━━━━━ Dataset records ━━━━━

//! Vulnerability scanning against the OSV database

pub mod cvss;
pub mod osv;
pub mod report;
pub mod scanner;
pub mod types;

pub use report::format_report;
pub use scanner::SecurityScanner;
pub use types::{Finding, PackageScan, SecurityReport, Severity, SeveritySummary};
//! Input sanitizing and URL helpers

use std::sync::OnceLock;

use regex::Regex;

use crate::error::{Result, ValidationError};

fn package_name_regex() -> &'static Regex {
    static RE: OnceLock<Regex> = OnceLock::new();
    RE.get_or_init(|| Regex::new(r"^[A-Za-z0-9._-]+$").expect("package name pattern is valid"))
}

fn version_regex() -> &'static Regex {
    static RE: OnceLock<Regex> = OnceLock::new();
    RE.get_or_init(|| Regex::new(r"^[A-Za-z0-9._+!-]+$").expect("version pattern is valid"))
}

/// Validate a package name before it is placed into a URL
pub fn sanitize_package_name(name: &str) -> Result<String> {
    let name = name.trim();
    if !package_name_regex().is_match(name) {
        return Err(ValidationError::InvalidPackageName {
            name: name.to_string(),
        }
        .into());
    }
    Ok(name.to_string())
}

/// Validate a version string before it is placed into a URL
pub fn sanitize_version(version: &str) -> Result<String> {
    let version = version.trim();
    if !version_regex().is_match(version) {
        return Err(ValidationError::InvalidVersion {
            version: version.to_string(),
        }
        .into());
    }
    Ok(version.to_string())
}

/// PEP 503 normalization: lowercase, runs of `-_.` collapsed to `-`
pub fn normalize_name(name: &str) -> String {
    static RE: OnceLock<Regex> = OnceLock::new();
    let re = RE.get_or_init(|| Regex::new(r"[-_.]+").expect("separator pattern is valid"));
    re.replace_all(name.trim(), "-").to_ascii_lowercase()
}

/// Wheel tags use `_` where dotted values would appear
fn wheel_tag(tag: &str) -> String {
    tag.replace('.', "_")
}

/// Predictable sdist URL on the file host
pub fn source_url(files_url: &str, name: &str, version: &str) -> String {
    let first = name.chars().next().unwrap_or('_');
    format!(
        "{}/packages/source/{}/{}/{}-{}.tar.gz",
        files_url, first, name, name, version
    )
}

/// Predictable wheel URL on the file host
pub fn wheel_url(
    files_url: &str,
    name: &str,
    version: &str,
    python_tag: &str,
    abi_tag: &str,
    platform_tag: &str,
    build_tag: Option<&str>,
) -> String {
    let python_tag = wheel_tag(python_tag);
    let build = build_tag
        .filter(|b| !b.is_empty())
        .map(|b| format!("-{}", wheel_tag(b)))
        .unwrap_or_default();
    let filename = format!(
        "{}-{}{}-{}-{}-{}.whl",
        name,
        version,
        build,
        python_tag,
        wheel_tag(abi_tag),
        wheel_tag(platform_tag)
    );
    let first = name.chars().next().unwrap_or('_');
    format!("{}/packages/{}/{}/{}/{}", files_url, python_tag, first, name, filename)
}

/// Decode the handful of HTML entities that appear in PyPI pages
pub fn unescape_html(text: &str) -> String {
    static RE: OnceLock<Regex> = OnceLock::new();
    let re = RE.get_or_init(|| Regex::new(r"&(#[0-9]+|#x[0-9a-fA-F]+|[a-z]+);").expect("entity pattern is valid"));

    re.replace_all(text, |caps: &regex::Captures| {
        let entity = &caps[1];
        let decoded = match entity {
            "amp" => Some('&'),
            "lt" => Some('<'),
            "gt" => Some('>'),
            "quot" => Some('"'),
            "apos" => Some('\''),
            "nbsp" => Some(' '),
            _ if entity.starts_with("#x") => u32::from_str_radix(&entity[2..], 16)
                .ok()
                .and_then(char::from_u32),
            _ if entity.starts_with('#') => entity[1..].parse().ok().and_then(char::from_u32),
            _ => None,
        };
        decoded
            .map(String::from)
            .unwrap_or_else(|| caps[0].to_string())
    })
    .into_owned()
}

━━━━━

Extract each line holding the word "host" from the records.

> [Solved problem]:
/// Predictable sdist URL on the file host
/// Predictable wheel URL on the file host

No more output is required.